=== Section Start ===

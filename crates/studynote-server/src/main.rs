//! Entry point for the studynote-server binary.

use axum::middleware;
use studynote_ai::{AiConfig, GeminiClient};
use studynote_cache::NoteService;
use studynote_server::{
    config::ServerConfig,
    middleware::request_id::{propagate_request_id, request_id_layer},
    routes,
    state::AppState,
};
use studynote_store::{Store, StoreConfig};
use tokio::net::TcpListener;
use tokio::signal;
use tower::ServiceBuilder;
use tower_http::cors::{Any, CorsLayer};
use tower_http::trace::TraceLayer;
use tracing_subscriber::{EnvFilter, layer::SubscriberExt, util::SubscriberInitExt};

#[tokio::main]
async fn main() -> Result<(), Box<dyn std::error::Error>> {
    // Load configuration
    let config = ServerConfig::from_env()?;

    // Initialize tracing
    init_tracing(&config.log_level);

    tracing::info!("Starting studynote-server");
    tracing::info!(
        "Configuration: port={}, log_level={}",
        config.port,
        config.log_level
    );

    // Connect to database
    let store_config = StoreConfig::from_env()?;
    let store = Store::connect(store_config).await?;
    tracing::info!("Connected to database");

    // AI client
    let ai_config = AiConfig::from_env()?;
    let ai = GeminiClient::new(ai_config);

    // Build application state
    let notes = NoteService::new(store);
    let state = AppState::new(notes, config.clone(), ai);

    // Build CORS layer
    let cors = build_cors_layer(&config.cors_allowed_origins)?;

    // Build router with middleware
    let app = routes::build_router(state).layer(
        ServiceBuilder::new()
            .layer(TraceLayer::new_for_http())
            .layer(request_id_layer())
            .layer(middleware::from_fn(propagate_request_id))
            .layer(cors),
    );

    // Create listener
    let addr = config.socket_addr();
    let listener = TcpListener::bind(addr).await?;
    tracing::info!("Listening on {}", addr);

    // Run server with graceful shutdown
    axum::serve(listener, app)
        .with_graceful_shutdown(shutdown_signal())
        .await?;

    tracing::info!("Server shutdown complete");
    Ok(())
}

/// Initialize the tracing subscriber.
fn init_tracing(log_level: &str) {
    let filter = EnvFilter::try_from_default_env().unwrap_or_else(|_| EnvFilter::new(log_level));

    tracing_subscriber::registry()
        .with(filter)
        .with(tracing_subscriber::fmt::layer())
        .init();
}

/// Build CORS layer from configuration.
fn build_cors_layer(allowed_origins: &str) -> Result<CorsLayer, Box<dyn std::error::Error>> {
    if allowed_origins == "*" {
        Ok(CorsLayer::new()
            .allow_origin(Any)
            .allow_methods(Any)
            .allow_headers(Any))
    } else {
        // Parse comma-separated origins
        let origins: Vec<http::HeaderValue> = allowed_origins
            .split(',')
            .map(|s| s.trim().parse())
            .collect::<Result<_, _>>()?;

        Ok(CorsLayer::new()
            .allow_origin(origins)
            .allow_methods(Any)
            .allow_headers(Any))
    }
}

/// Wait for shutdown signal (Ctrl+C or SIGTERM).
async fn shutdown_signal() {
    let ctrl_c = async {
        if let Err(e) = signal::ctrl_c().await {
            tracing::error!(error = %e, "Failed to install Ctrl+C handler");
        }
    };

    #[cfg(unix)]
    let terminate = async {
        match signal::unix::signal(signal::unix::SignalKind::terminate()) {
            Ok(mut sigterm) => {
                sigterm.recv().await;
            }
            Err(e) => {
                tracing::error!(error = %e, "Failed to install SIGTERM handler");
                std::future::pending::<()>().await;
            }
        }
    };

    #[cfg(not(unix))]
    let terminate = std::future::pending::<()>();

    tokio::select! {
        _ = ctrl_c => {
            tracing::info!("Received Ctrl+C, starting graceful shutdown");
        }
        _ = terminate => {
            tracing::info!("Received SIGTERM, starting graceful shutdown");
        }
    }
}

=== Section End ===

» Work to be completed: Restate every record verbatim.

» Task response:
filename crates/studynote-server/src/main.rs
//! Entry point for the studynote-server binary.

use axum::middleware;
use studynote_ai::{AiConfig, GeminiClient};
use studynote_cache::NoteService;
use studynote_server::{
    config::ServerConfig,
    middleware::request_id::{propagate_request_id, request_id_layer},
    routes,
    state::AppState,
};
use studynote_store::{Store, StoreConfig};
use tokio::net::TcpListener;
use tokio::signal;
use tower::ServiceBuilder;
use tower_http::cors::{Any, CorsLayer};
use tower_http::trace::TraceLayer;
use tracing_subscriber::{EnvFilter, layer::SubscriberExt, util::SubscriberInitExt};

#[tokio::main]
async fn main() -> Result<(), Box<dyn std::error::Error>> {
    // Load configuration
    let config = ServerConfig::from_env()?;

    // Initialize tracing
    init_tracing(&config.log_level);

    tracing::info!("Starting studynote-server");
    tracing::info!(
        "Configuration: port={}, log_level={}",
        config.port,
        config.log_level
    );

    // Connect to database
    let store_config = StoreConfig::from_env()?;
    let store = Store::connect(store_config).await?;
    tracing::info!("Connected to database");

    // AI client
    let ai_config = AiConfig::from_env()?;
    let ai = GeminiClient::new(ai_config);

    // Build application state
    let notes = NoteService::new(store);
    let state = AppState::new(notes, config.clone(), ai);

    // Build CORS layer
    let cors = build_cors_layer(&config.cors_allowed_origins)?;

    // Build router with middleware
    let app = routes::build_router(state).layer(
        ServiceBuilder::new()
            .layer(TraceLayer::new_for_http())
            .layer(request_id_layer())
            .layer(middleware::from_fn(propagate_request_id))
            .layer(cors),
    );

    // Create listener
    let addr = config.socket_addr();
    let listener = TcpListener::bind(addr).await?;
    tracing::info!("Listening on {}", addr);

    // Run server with graceful shutdown
    axum::serve(listener, app)
        .with_graceful_shutdown(shutdown_signal())
        .await?;

    tracing::info!("Server shutdown complete");
    Ok(())
}

/// Initialize the tracing subscriber.
fn init_tracing(log_level: &str) {
    let filter = EnvFilter::try_from_default_env().unwrap_or_else(|_| EnvFilter::new(log_level));

    tracing_subscriber::registry()
        .with(filter)
        .with(tracing_subscriber::fmt::layer())
        .init();
}

/// Build CORS layer from configuration.
fn build_cors_layer(allowed_origins: &str) -> Result<CorsLayer, Box<dyn std::error::Error>> {
    if allowed_origins == "*" {
        Ok(CorsLayer::new()
            .allow_origin(Any)
            .allow_methods(Any)
            .allow_headers(Any))
    } else {
        // Parse comma-separated origins
        let origins: Vec<http::HeaderValue> = allowed_origins
            .split(',')
            .map(|s| s.trim().parse())
            .collect::<Result<_, _>>()?;

        Ok(CorsLayer::new()
            .allow_origin(origins)
            .allow_methods(Any)
            .allow_headers(Any))
    }
}

/// Wait for shutdown signal (Ctrl+C or SIGTERM).
async fn shutdown_signal() {
    let ctrl_c = async {
        if let Err(e) = signal::ctrl_c().await {
            tracing::error!(error = %e, "Failed to install Ctrl+C handler");
        }
    };

    #[cfg(unix)]
    let terminate = async {
        match signal::unix::signal(signal::unix::SignalKind::terminate()) {
            Ok(mut sigterm) => {
                sigterm.recv().await;
            }
            Err(e) => {
                tracing::error!(error = %e, "Failed to install SIGTERM handler");
                std::future::pending::<()>().await;
            }
        }
    };

    #[cfg(not(unix))]
    let terminate = std::future::pending::<()>();

    tokio::select! {
        _ = ctrl_c => {
            tracing::info!("Received Ctrl+C, starting graceful shutdown");
        }
        _ = terminate => {
            tracing::info!("Received SIGTERM, starting graceful shutdown");
        }
    }
}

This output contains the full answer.